Spain has participated in all World Championships in Athletics since the beginning in 1983.

Medalists

Medal tables

By championships

By event

Doping
Marta Domínguez finished in first position in the 3000 metres steeplechase in 2009 World Athletics Championship held in Berlin ahead Yuliya Zarudneva from Russia and Milcah Chemos Cheywa of Kenya, but she was disqualified and stripped her gold medal in November 2015 .The Court of Arbitration for Sport found Domínguez guilty of an anti-doping rule violation and ordered that all competitive results obtained by Domínguez from 5 August 2009 be disqualified. .

Stripped medals

Reassigned Medals
Jesús Ángel García Bragado finished in third position in the 50km walk race in the 2009 World Athletics Championship held in Berlin behind Sergey Kirdyapkin of Russia and Trond Nymark of Norway. On January 15, 2015, Kirdyapkin's results were disqualified for doping violations so Jesús Ángel García Bragado was awarded with the silver medal.

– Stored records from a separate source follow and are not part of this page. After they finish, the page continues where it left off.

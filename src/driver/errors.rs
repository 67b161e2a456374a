//! driver::errors — option validation and step failures surfaced by the
//! convergence loop.
#[cfg(feature = "python-bindings")]
use pyo3::{PyErr, exceptions::PyValueError};

use crate::{evaluation::Point, swarm::SwarmError};

/// Result alias for driver operations.
pub type DriverResult<T> = Result<T, DriverError>;

#[derive(Debug, Clone, PartialEq)]
pub enum DriverError {
    // ---- DriverOptions ----
    /// Convergence tolerance needs to be positive and finite.
    InvalidTolerance { tol: f64, reason: &'static str },

    /// Evaluation budget needs to be positive.
    InvalidMaxEvals { max_evals: usize, reason: &'static str },

    // ---- Run ----
    /// A step failed; carries the evaluations accumulated so far (including
    /// the partial count of the failed step) and the best point seen before
    /// the failure, if any step succeeded.
    StepFailed { neval: usize, best: Option<Point>, source: SwarmError },
}

impl std::error::Error for DriverError {
    fn source(&self) -> Option<&(dyn std::error::Error + 'static)> {
        match self {
            DriverError::StepFailed { source, .. } => Some(source),
            _ => None,
        }
    }
}

impl std::fmt::Display for DriverError {
    fn fmt(&self, f: &mut std::fmt::Formatter<'_>) -> std::fmt::Result {
        match self {
            DriverError::InvalidTolerance { tol, reason } => {
                write!(f, "Invalid tolerance {tol}: {reason}")
            }
            DriverError::InvalidMaxEvals { max_evals, reason } => {
                write!(f, "Invalid evaluation budget {max_evals}: {reason}")
            }
            DriverError::StepFailed { neval, best, source } => match best {
                Some(best) => write!(
                    f,
                    "Optimization stopped after {neval} evaluation(s) (best value {}): {source}",
                    best.val
                ),
                None => write!(f, "Optimization stopped after {neval} evaluation(s): {source}"),
            },
        }
    }
}

#[cfg(feature = "python-bindings")]
impl From<DriverError> for PyErr {
    fn from(err: DriverError) -> PyErr {
        PyValueError::new_err(format!("DriverError: {err}"))
    }
}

Ruth Beitia finished in third position (shared with Anna Chicherova of Russia) in the high jump in the 2013 World Championships held in Moscow behind Svetlana Shkolina of Russia and Brigetta Barrett of the United States. Shkolina was disqualified for doping violation and Ruth Beitia was awarded with the silver medal.

Miguel Ángel López finished in third position in the 20km walk in the 2013 World Championships held in Moscow behind Aleksandr Ivanov of Russia and Chen Ding of the China. Ivanov was disqualified for doping violation and Miguel Ángel López was awarded with the silver medal.